At this point, Bonadea is thoroughly irritated with him: "She felt it was indelicate of him to be so absentminded when they should be savoring the last drops of their precious time together."

In Chapter 30, which is little more than a page long, Ulrich's thoughts focus, and he suddenly has a vision of Christian Moosbrugger and "his judges."  Moosbrugger is arguing with the judges.  "Injustice" he says, "must be the basis of my brutality. I have stood before the court, a simple man, and thought Your Honors must know everything anyway. But you have let me down!"

So in Chapter 31 Ulrich and Bonadea end up discussing Moosbrugger. Bonadea "reminded of the . . . compassionate partisanship for Moosbrugger as victim," momentarily sweeps "aside any thought of Moosbrugger the criminal."  

"Then you are always for the victim," Ulrich challenges her, "and against the act?"

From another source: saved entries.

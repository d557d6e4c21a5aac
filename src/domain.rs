//! Domain module - Core catalog entities and repository seams
//!
//! This module contains the product entity, the value objects that flow
//! through the sync pipeline, and the repository trait the store is built on.
//!
//! Modern Rust module organization (Rust 2018+ style):
//! - Each module is its own file in the domain/ directory
//! - Public exports are defined here for convenience

pub mod product;
pub mod repositories;
pub mod sync_summary;

// Re-export commonly used items for convenience
pub use product::{Fragment, ImageSize, ProductRecord, StoreAction};
pub use repositories::ProductRepository;
pub use sync_summary::SyncSummary;
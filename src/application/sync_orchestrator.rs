//! Sync orchestrator
//!
//! Drives pagination from page 1 until a page yields no cards. Each card is
//! extracted, stored through the change-aware store, and, when the store
//! reports new or moved image references, turned into image derivatives.

#![allow(clippy::uninlined_format_args)]

use std::sync::Arc;
use std::time::Instant;
use tokio::time::sleep;
use tracing::{debug, error, info, warn};

use crate::application::change_aware_store::ChangeAwareStore;
use crate::domain::product::{Fragment, ProductRecord};
use crate::domain::repositories::ProductRepository;
use crate::domain::sync_summary::SyncSummary;
use crate::infrastructure::config::SyncConfig;
use crate::infrastructure::http_client::HttpFetch;
use crate::infrastructure::image_processor::{ImageDerivativeGenerator, ImageDownloader};
use crate::infrastructure::page_fetcher::PageFetcher;
use crate::infrastructure::parsing::{ParsingResult, ProductCardParser};

pub struct SyncOrchestrator {
    config: SyncConfig,
    fetcher: PageFetcher,
    parser: ProductCardParser,
    store: ChangeAwareStore,
    downloader: ImageDownloader,
    generator: ImageDerivativeGenerator,
}

impl SyncOrchestrator {
    /// Wire the pipeline from configuration and its two collaborators.
    ///
    /// Fails only on unusable selector or origin configuration.
    pub fn new(
        config: SyncConfig,
        http: Arc<dyn HttpFetch>,
        repo: Arc<dyn ProductRepository>,
    ) -> ParsingResult<Self> {
        let fetcher = PageFetcher::new(http.clone(), &config)?;
        let parser = ProductCardParser::from_config(&config)?;
        let downloader = ImageDownloader::new(http, config.raw_image_dir.clone());
        let generator = ImageDerivativeGenerator::new(config.processed_image_dir.clone(), config.jpeg_quality);

        Ok(Self {
            fetcher,
            parser,
            store: ChangeAwareStore::new(repo),
            downloader,
            generator,
            config,
        })
    }

    /// Run one full synchronization pass.
    pub async fn run(&self) -> SyncSummary {
        let started = Instant::now();
        let mut summary = SyncSummary::default();
        let mut page = 1;

        info!("🚀 Starting catalog sync from {}", self.config.base_url);
        loop {
            let fragments = self.fetcher.fetch_page(page).await;
            summary.pages_fetched += 1;

            if fragments.is_empty() {
                info!("🏁 Page {} is empty, pagination finished", page);
                break;
            }

            for fragment in &fragments {
                self.process_fragment(fragment, &mut summary).await;
            }

            let delay = self.config.inter_page_delay();
            if !delay.is_zero() {
                debug!("Waiting {:?} before page {}", delay, page + 1);
                sleep(delay).await;
            }
            page += 1;
        }

        info!("✅ Sync finished in {:.2?}: {}", started.elapsed(), summary);
        summary
    }

    async fn process_fragment(&self, fragment: &Fragment, summary: &mut SyncSummary) {
        summary.fragments_seen += 1;

        let record = match self.parser.extract(&fragment.html) {
            Ok(record) => record,
            Err(e) => {
                warn!(
                    "⚠️ Skipping card {} on page {} ({}): {}",
                    fragment.index,
                    fragment.page,
                    e.reason(),
                    e
                );
                summary.parse_failures += 1;
                return;
            }
        };
        summary.records_extracted += 1;

        let action = self.store.upsert(&record).await;
        summary.record_action(action);
        debug!("Product {}: {:?}", record.display_id(), action);

        if action.needs_image_work() {
            self.generate_derivatives(&record, summary).await;
        }
    }

    /// Download once, then derive once per category.
    async fn generate_derivatives(&self, record: &ProductRecord, summary: &mut SyncSummary) {
        let (Some(product_id), Some(image_url)) = (record.id.as_deref(), record.image_url.as_deref()) else {
            return;
        };
        if record.categories.is_empty() {
            debug!("Product {} has no categories, no derivatives", product_id);
            return;
        }

        let body = match self.downloader.download(image_url, product_id).await {
            Ok(body) => body,
            Err(e) => {
                error!("❌ Image download failed for product {}: {}", product_id, e);
                summary.image_failures += 1;
                return;
            }
        };

        let bytes = Arc::new(body.bytes);
        let content_type = body.content_type;
        for category in &record.categories {
            let generator = self.generator.clone();
            let bytes = Arc::clone(&bytes);
            let content_type = content_type.clone();
            let category = category.clone();
            let product_id = product_id.to_string();
            let sizes = self.config.image_sizes.clone();

            let outcome = tokio::task::spawn_blocking(move || {
                generator.derive(&bytes, content_type.as_deref(), &category, &product_id, &sizes)
            })
            .await;

            match outcome {
                Ok(Ok(derivation)) => {
                    summary.derivatives_written += derivation.written();
                    summary.image_failures += derivation.failures();
                }
                // Every category derives from the same source bytes, so a
                // source-level failure is counted once and ends the image.
                Ok(Err(e)) => {
                    error!("❌ Image processing failed for product {}: {}", record.display_id(), e);
                    summary.image_failures += 1;
                    break;
                }
                Err(e) => {
                    error!("❌ Image task for product {} did not complete: {}", record.display_id(), e);
                    summary.image_failures += 1;
                    break;
                }
            }
        }
    }
}
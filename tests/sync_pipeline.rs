//! End-to-end sync tests against an in-memory catalog site

use async_trait::async_trait;
use image::{DynamicImage, ImageFormat, Rgba, RgbaImage};
use std::collections::HashMap;
use std::io::Cursor;
use std::path::Path;
use std::sync::{Arc, Mutex};
use tempfile::TempDir;

use catalog_sync_lib::application::{SyncOrchestrator, write_category_report};
use catalog_sync_lib::domain::{ImageSize, ProductRepository};
use catalog_sync_lib::infrastructure::{
    AppConfig, DatabaseConnection, FetchError, FetchedBody, HttpFetch, SqliteProductRepository, SyncConfig,
};

const BASE_URL: &str = "https://shop.test/products";

const PAGE_ONE: &str = r#"
<html><body>
  <div class="product-card">
    <a class="card-header" href="/products/1"><h4 class="title">Alpha</h4></a>
    <p class="description">First product</p>
    <div class="price-wrapper">10,00 €</div>
    <span class="css-1pewyd6">Action</span>
    <span class="css-1pewyd6">Puzzle</span>
    <noscript><img src="/img/1.png" alt="Alpha"></noscript>
  </div>
  <div class="product-card">
    <a class="card-header" href="/products/2"><h4 class="title">Beta</h4></a>
    <p class="description">Second product</p>
    <div class="price-wrapper">25,50 €</div>
    <span class="css-1pewyd6">Action</span>
    <noscript><img src="/img/2.svg" alt="Beta"></noscript>
  </div>
</body></html>
"#;

const EMPTY_PAGE: &str = "<html><body><p>No more products</p></body></html>";

const SVG: &[u8] = br#"<svg xmlns="http://www.w3.org/2000/svg" width="4" height="4"/>"#;

#[derive(Default)]
struct MockSite {
    pages: HashMap<String, String>,
    images: HashMap<String, FetchedBody>,
    page_requests: Mutex<Vec<String>>,
    image_requests: Mutex<Vec<String>>,
}

#[async_trait]
impl HttpFetch for MockSite {
    async fn get_text(&self, url: &str) -> Result<String, FetchError> {
        self.page_requests.lock().unwrap().push(url.to_string());
        self.pages.get(url).cloned().ok_or_else(|| FetchError::Status {
            status: 404,
            url: url.to_string(),
        })
    }

    async fn get_bytes(&self, url: &str) -> Result<FetchedBody, FetchError> {
        self.image_requests.lock().unwrap().push(url.to_string());
        self.images.get(url).cloned().ok_or_else(|| FetchError::Status {
            status: 404,
            url: url.to_string(),
        })
    }
}

fn png_bytes() -> Vec<u8> {
    let img = RgbaImage::from_pixel(40, 20, Rgba([0, 128, 255, 255]));
    let mut out = Cursor::new(Vec::new());
    DynamicImage::ImageRgba8(img).write_to(&mut out, ImageFormat::Png).unwrap();
    out.into_inner()
}

fn png_body() -> FetchedBody {
    FetchedBody { bytes: png_bytes(), content_type: Some("image/png".to_string()) }
}

/// Single-page catalog followed by an empty page
fn site_with(page_one: &str, images: Vec<(&str, FetchedBody)>) -> MockSite {
    let mut site = MockSite::default();
    site.pages.insert(format!("{}?page=1", BASE_URL), page_one.to_string());
    site.pages.insert(format!("{}?page=2", BASE_URL), EMPTY_PAGE.to_string());
    for (url, body) in images {
        site.images.insert(url.to_string(), body);
    }
    site
}

fn mock_site() -> Arc<MockSite> {
    Arc::new(site_with(
        PAGE_ONE,
        vec![
            ("https://shop.test/img/1.png", png_body()),
            (
                "https://shop.test/img/2.svg",
                FetchedBody { bytes: SVG.to_vec(), content_type: Some("image/svg+xml".to_string()) },
            ),
        ],
    ))
}

fn sync_config(root: &Path) -> SyncConfig {
    SyncConfig {
        base_url: BASE_URL.to_string(),
        db_location: root.join("products.db"),
        raw_image_dir: root.join("raw"),
        processed_image_dir: root.join("processed"),
        image_sizes: vec![ImageSize::square(20)],
        inter_page_delay_ms: 0,
        max_retries: 1,
        ..SyncConfig::default()
    }
}

async fn sqlite_repository(config: &SyncConfig) -> Arc<SqliteProductRepository> {
    let db = DatabaseConnection::open(&config.db_location).await.unwrap();
    db.migrate().await.unwrap();
    Arc::new(SqliteProductRepository::new(db.pool().clone()))
}

#[tokio::test]
async fn full_sync_stores_products_and_generates_derivatives() {
    let dir = TempDir::new().unwrap();
    let config = sync_config(dir.path());
    let site = mock_site();
    let repo = sqlite_repository(&config).await;

    let orchestrator = SyncOrchestrator::new(config.clone(), site.clone(), repo.clone()).unwrap();
    let summary = orchestrator.run().await;

    assert_eq!(summary.pages_fetched, 2);
    assert_eq!(summary.fragments_seen, 2);
    assert_eq!(summary.records_extracted, 2);
    assert_eq!(summary.inserted, 2);
    assert_eq!(summary.parse_failures, 0);
    assert_eq!(summary.image_failures, 0);
    assert_eq!(summary.derivatives_written, 3);

    // terminates right after the first empty page
    assert_eq!(
        site.page_requests.lock().unwrap().as_slice(),
        [format!("{}?page=1", BASE_URL), format!("{}?page=2", BASE_URL)]
    );
    // one download per product, shared across its categories
    assert_eq!(site.image_requests.lock().unwrap().len(), 2);

    assert_eq!(repo.count().await.unwrap(), 2);
    let alpha = repo.find_by_id("1").await.unwrap().unwrap();
    assert_eq!(alpha.source_url, "https://shop.test/products/1");
    assert_eq!(alpha.image_url.as_deref(), Some("https://shop.test/img/1.png"));

    assert!(config.raw_image_dir.join("1_original").exists());
    assert_eq!(std::fs::read(config.raw_image_dir.join("2.svg")).unwrap(), SVG);

    let processed = &config.processed_image_dir;
    for name in ["Action_1_20x20.jpg", "Puzzle_1_20x20.jpg"] {
        let derivative = image::open(processed.join(name)).unwrap();
        assert_eq!((derivative.width(), derivative.height()), (20, 20), "{}", name);
    }
    assert_eq!(std::fs::read(processed.join("Action_2.svg")).unwrap(), SVG);
}

#[tokio::test]
async fn second_pass_over_unchanged_catalog_writes_nothing() {
    let dir = TempDir::new().unwrap();
    let config = sync_config(dir.path());
    let site = mock_site();
    let repo = sqlite_repository(&config).await;
    let orchestrator = SyncOrchestrator::new(config, site.clone(), repo.clone()).unwrap();

    orchestrator.run().await;
    let before = repo.find_by_id("2").await.unwrap().unwrap();
    let second = orchestrator.run().await;

    assert_eq!(second.skipped, 2);
    assert_eq!(second.writes(), 0);
    assert_eq!(second.derivatives_written, 0);
    assert_eq!(site.image_requests.lock().unwrap().len(), 2);
    assert_eq!(repo.find_by_id("2").await.unwrap().unwrap().updated_at, before.updated_at);
}

#[tokio::test]
async fn image_change_regenerates_derivatives_but_price_change_does_not() {
    let dir = TempDir::new().unwrap();
    let config = sync_config(dir.path());
    let repo = sqlite_repository(&config).await;
    SyncOrchestrator::new(config.clone(), mock_site(), repo.clone()).unwrap().run().await;

    // Alpha moves to a new image, Beta only changes price
    let changed_page = PAGE_ONE.replace("/img/1.png", "/img/1b.png").replace("25,50 €", "30,00 €");
    let site = Arc::new(site_with(&changed_page, vec![("https://shop.test/img/1b.png", png_body())]));

    let summary = SyncOrchestrator::new(config.clone(), site.clone(), repo.clone()).unwrap().run().await;

    assert_eq!(summary.updated, 2);
    assert_eq!(summary.skipped, 0);
    assert_eq!(summary.derivatives_written, 2);
    assert_eq!(
        site.image_requests.lock().unwrap().as_slice(),
        ["https://shop.test/img/1b.png".to_string()]
    );

    let alpha = repo.find_by_id("1").await.unwrap().unwrap();
    assert_eq!(alpha.image_url.as_deref(), Some("https://shop.test/img/1b.png"));
    let beta = repo.find_by_id("2").await.unwrap().unwrap();
    assert!((beta.price - 30.0).abs() < 1e-9);
}

const MIXED_PAGE: &str = r#"
<html><body>
  <div class="product-card">
    <a class="card-header" href="/products/10"><h4 class="title">Good</h4></a>
    <div class="price-wrapper">10,00 €</div>
    <span class="css-1pewyd6">Action</span>
    <noscript><img src="/img/10.png"></noscript>
  </div>
  <div class="product-card">
    <a class="card-header" href="/products/11"><h4 class="title">No Price</h4></a>
    <div class="price-wrapper">Ask for price</div>
    <span class="css-1pewyd6">Action</span>
  </div>
  <div class="product-card">
    <h4 class="title">No Link</h4>
    <div class="price-wrapper">5,00 €</div>
    <span class="css-1pewyd6">Action</span>
  </div>
  <div class="product-card">
    <a class="card-header" href="/products/12"><h4 class="title">Lost Image</h4></a>
    <div class="price-wrapper">7,00 €</div>
    <span class="css-1pewyd6">Action</span>
    <noscript><img src="/img/missing.png"></noscript>
  </div>
  <div class="product-card">
    <a class="card-header" href="/products/13"><h4 class="title">Broken Image</h4></a>
    <div class="price-wrapper">8,00 €</div>
    <span class="css-1pewyd6">Action</span>
    <span class="css-1pewyd6">Puzzle</span>
    <noscript><img src="/img/13.png"></noscript>
  </div>
</body></html>
"#;

#[tokio::test]
async fn failing_cards_and_images_do_not_stop_the_run() {
    let dir = TempDir::new().unwrap();
    let config = sync_config(dir.path());
    let repo = sqlite_repository(&config).await;
    let site = Arc::new(site_with(
        MIXED_PAGE,
        vec![
            ("https://shop.test/img/10.png", png_body()),
            (
                "https://shop.test/img/13.png",
                FetchedBody { bytes: b"not an image".to_vec(), content_type: Some("image/png".to_string()) },
            ),
        ],
    ));

    let summary = SyncOrchestrator::new(config.clone(), site.clone(), repo.clone()).unwrap().run().await;

    assert_eq!(summary.pages_fetched, 2);
    assert_eq!(summary.fragments_seen, 5);
    assert_eq!(summary.parse_failures, 1);
    assert_eq!(summary.store_failures, 1);
    assert_eq!(summary.inserted, 3);
    // missing download, plus one undecodable source counted once across its two categories
    assert_eq!(summary.image_failures, 2);
    assert_eq!(summary.derivatives_written, 1);

    assert_eq!(repo.count().await.unwrap(), 3);
    assert!(repo.find_by_id("11").await.unwrap().is_none());
    assert!(repo.find_by_id("12").await.unwrap().is_some());
    assert!(config.processed_image_dir.join("Action_10_20x20.jpg").exists());
}

#[tokio::test]
async fn rejected_configuration_leaves_no_database_behind() {
    let dir = TempDir::new().unwrap();
    let mut config = AppConfig::default();
    config.sync = sync_config(dir.path());
    config.sync.request_headers.insert("Bad Header".to_string(), "x".to_string());

    assert!(catalog_sync_lib::run_sync(&config).await.is_err());
    assert!(!config.sync.db_location.exists());

    config.sync.request_headers.remove("Bad Header");
    config.sync.selectors.price = "div[".to_string();

    assert!(catalog_sync_lib::run_sync(&config).await.is_err());
    assert!(!config.sync.db_location.exists());
}

#[tokio::test]
async fn report_lists_products_per_category_by_price() {
    let dir = TempDir::new().unwrap();
    let config = sync_config(dir.path());
    let repo = sqlite_repository(&config).await;
    SyncOrchestrator::new(config, mock_site(), repo.clone()).unwrap().run().await;

    let mut out = Vec::new();
    let sections = write_category_report(repo.as_ref(), &mut out, false).await.unwrap();
    let report = String::from_utf8(out).unwrap();

    assert_eq!(sections, 2);
    let action = report.find("Products in category: Action").unwrap();
    let puzzle = report.find("Products in category: Puzzle").unwrap();
    let action_section = &report[action..puzzle];
    let beta = action_section.find("2,Beta").unwrap();
    let alpha = action_section.find("1,Alpha").unwrap();
    assert!(beta < alpha, "higher price first");
    assert!(report[puzzle..].contains("1,Alpha,First product,10.00"));
    assert!(!report[puzzle..].contains("Beta"));
}

#[tokio::test]
async fn unreachable_first_page_ends_sync_cleanly() {
    let dir = TempDir::new().unwrap();
    let config = sync_config(dir.path());
    let repo = sqlite_repository(&config).await;
    let site = Arc::new(MockSite::default());

    let summary = SyncOrchestrator::new(config, site, repo.clone()).unwrap().run().await;

    assert_eq!(summary.pages_fetched, 1);
    assert_eq!(summary.fragments_seen, 0);
    assert_eq!(repo.count().await.unwrap(), 0);
}

#[tokio::test]
async fn existing_database_skips_sync() {
    let dir = TempDir::new().unwrap();
    let mut config = AppConfig::default();
    config.sync = sync_config(dir.path());
    std::fs::write(&config.sync.db_location, b"").unwrap();

    let outcome = catalog_sync_lib::run_sync(&config).await.unwrap();
    assert!(outcome.is_none());
}
//! HTTP client for catalog pages and product images
//!
//! This module provides the [`HttpFetch`] seam the page fetcher and image
//! downloader depend on, and its `reqwest` implementation with configured
//! headers, timeout and a bounded retry policy for transient statuses.

#![allow(clippy::uninlined_format_args)]

use async_trait::async_trait;
use reqwest::header::{HeaderMap, HeaderName, HeaderValue, CONTENT_TYPE, RETRY_AFTER};
use reqwest::{Client, ClientBuilder, Response, StatusCode};
use std::time::Duration;
use thiserror::Error;
use tokio::time::sleep;
use tracing::{debug, error, info, warn};

use crate::infrastructure::config::SyncConfig;

#[derive(Error, Debug)]
pub enum FetchError {
    #[error("HTTP request failed for {url}: {message}")]
    Transport { url: String, message: String },

    #[error("HTTP error {status}: {url}")]
    Status { status: u16, url: String },

    #[error("Failed to read response body from {url}: {message}")]
    Body { url: String, message: String },

    #[error("Failed to create HTTP client: {0}")]
    Client(String),
}

/// Response body together with its declared content type
#[derive(Debug, Clone, PartialEq, Eq)]
pub struct FetchedBody {
    pub bytes: Vec<u8>,
    pub content_type: Option<String>,
}

/// GET-only HTTP collaborator
#[async_trait]
pub trait HttpFetch: Send + Sync {
    /// Fetch a URL and return its body as text. Non-2xx is an error.
    async fn get_text(&self, url: &str) -> Result<String, FetchError>;

    /// Fetch a URL and return its raw body. Non-2xx is an error.
    async fn get_bytes(&self, url: &str) -> Result<FetchedBody, FetchError>;
}

/// Configuration for HTTP client behavior
#[derive(Debug, Clone)]
pub struct HttpClientConfig {
    /// Request timeout in seconds
    pub timeout_seconds: u64,
    /// Attempts per request; only retryable statuses and transport errors are retried
    pub max_retries: u32,
    /// Headers sent with every request
    pub headers: Vec<(String, String)>,
}

impl HttpClientConfig {
    pub fn from_sync_config(config: &SyncConfig) -> Self {
        Self {
            timeout_seconds: config.request_timeout_seconds,
            max_retries: config.max_retries.max(1),
            headers: config
                .request_headers
                .iter()
                .map(|(k, v)| (k.clone(), v.clone()))
                .collect(),
        }
    }
}

impl Default for HttpClientConfig {
    fn default() -> Self {
        Self {
            timeout_seconds: 30,
            max_retries: 3,
            headers: Vec::new(),
        }
    }
}

/// `reqwest`-backed [`HttpFetch`]
#[derive(Clone)]
pub struct HttpClient {
    client: Client,
    config: HttpClientConfig,
}

impl HttpClient {
    pub fn from_sync_config(config: &SyncConfig) -> Result<Self, FetchError> {
        Self::with_config(HttpClientConfig::from_sync_config(config))
    }

    /// Create a new HTTP client with custom configuration
    pub fn with_config(config: HttpClientConfig) -> Result<Self, FetchError> {
        let client = ClientBuilder::new()
            .timeout(Duration::from_secs(config.timeout_seconds))
            .default_headers(build_header_map(&config.headers)?)
            .cookie_store(true)
            .gzip(true)
            .redirect(reqwest::redirect::Policy::limited(10))
            .build()
            .map_err(|e| FetchError::Client(e.to_string()))?;

        Ok(Self { client, config })
    }

    /// Fetch response with retry policy based on HTTP status codes and network errors
    async fn fetch_response_with_policy(&self, url: &str) -> Result<Response, FetchError> {
        let mut last_err: Option<FetchError> = None;

        for attempt in 1..=self.config.max_retries {
            debug!("🌐 HTTP GET (attempt {}/{}): {}", attempt, self.config.max_retries, url);
            match self.client.get(url).send().await {
                Ok(resp) => {
                    let status = resp.status();
                    if status.is_success() {
                        return Ok(resp);
                    }

                    let retryable = matches!(
                        status,
                        StatusCode::REQUEST_TIMEOUT
                            | StatusCode::TOO_MANY_REQUESTS
                            | StatusCode::BAD_GATEWAY
                            | StatusCode::SERVICE_UNAVAILABLE
                            | StatusCode::GATEWAY_TIMEOUT
                            | StatusCode::INTERNAL_SERVER_ERROR
                    );

                    error!("❌ HTTP error {} on attempt {}: {}", status, attempt, url);

                    if retryable && attempt < self.config.max_retries {
                        // Respect Retry-After if present on 429/503
                        let mut delay_secs = 2_u64.pow(attempt - 1);
                        if let Some(parsed) = resp
                            .headers()
                            .get(RETRY_AFTER)
                            .and_then(|v| v.to_str().ok())
                            .and_then(|s| s.parse::<u64>().ok())
                        {
                            delay_secs = parsed.max(delay_secs);
                        }
                        sleep(Duration::from_secs(delay_secs)).await;
                        continue;
                    }
                    return Err(FetchError::Status {
                        status: status.as_u16(),
                        url: url.to_string(),
                    });
                }
                Err(e) => {
                    warn!("⚠️ Network error on attempt {}: {}", attempt, e);
                    last_err = Some(FetchError::Transport {
                        url: url.to_string(),
                        message: e.to_string(),
                    });
                    if attempt < self.config.max_retries {
                        sleep(Duration::from_secs(2_u64.pow(attempt - 1))).await;
                    }
                }
            }
        }

        Err(last_err.unwrap_or_else(|| FetchError::Transport {
            url: url.to_string(),
            message: "no attempt was made".to_string(),
        }))
    }
}

#[async_trait]
impl HttpFetch for HttpClient {
    async fn get_text(&self, url: &str) -> Result<String, FetchError> {
        let response = self.fetch_response_with_policy(url).await?;
        response.text().await.map_err(|e| FetchError::Body {
            url: url.to_string(),
            message: e.to_string(),
        })
    }

    async fn get_bytes(&self, url: &str) -> Result<FetchedBody, FetchError> {
        let response = self.fetch_response_with_policy(url).await?;
        let content_type = response
            .headers()
            .get(CONTENT_TYPE)
            .and_then(|v| v.to_str().ok())
            .map(ToString::to_string);
        let bytes = response.bytes().await.map_err(|e| FetchError::Body {
            url: url.to_string(),
            message: e.to_string(),
        })?;

        info!("📥 Downloaded {} bytes from {}", bytes.len(), url);
        Ok(FetchedBody {
            bytes: bytes.to_vec(),
            content_type,
        })
    }
}

fn build_header_map(headers: &[(String, String)]) -> Result<HeaderMap, FetchError> {
    let mut map = HeaderMap::new();
    for (name, value) in headers {
        let header_name = HeaderName::from_bytes(name.as_bytes())
            .map_err(|e| FetchError::Client(format!("invalid header name '{}': {}", name, e)))?;
        let header_value = HeaderValue::from_str(value)
            .map_err(|e| FetchError::Client(format!("invalid value for header '{}': {}", name, e)))?;
        map.insert(header_name, header_value);
    }
    Ok(map)
}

Bonadea declares that the conversation is not "appropriate" for the aftermath of the (amorous) situation in which they have just participated.  But Ulrich is thinking and has no idea of Bonadea's feelings.  This is how the chapter ends:
    "But if your judgment is so consistent in condemning the act," Ulrich replied, instead of instantly apologizing, "then how can you justify your adulteries, Bonadea?"
      It was the plural that was in such especially bad taste!  Bonadea said nothing but sat down, with a disdainful look, in one of the luxurious armchairs and stared up, insulted, at the dividing line between wall and ceiling. 
It could just as easily have been the "dividing line" between her and Ulrich.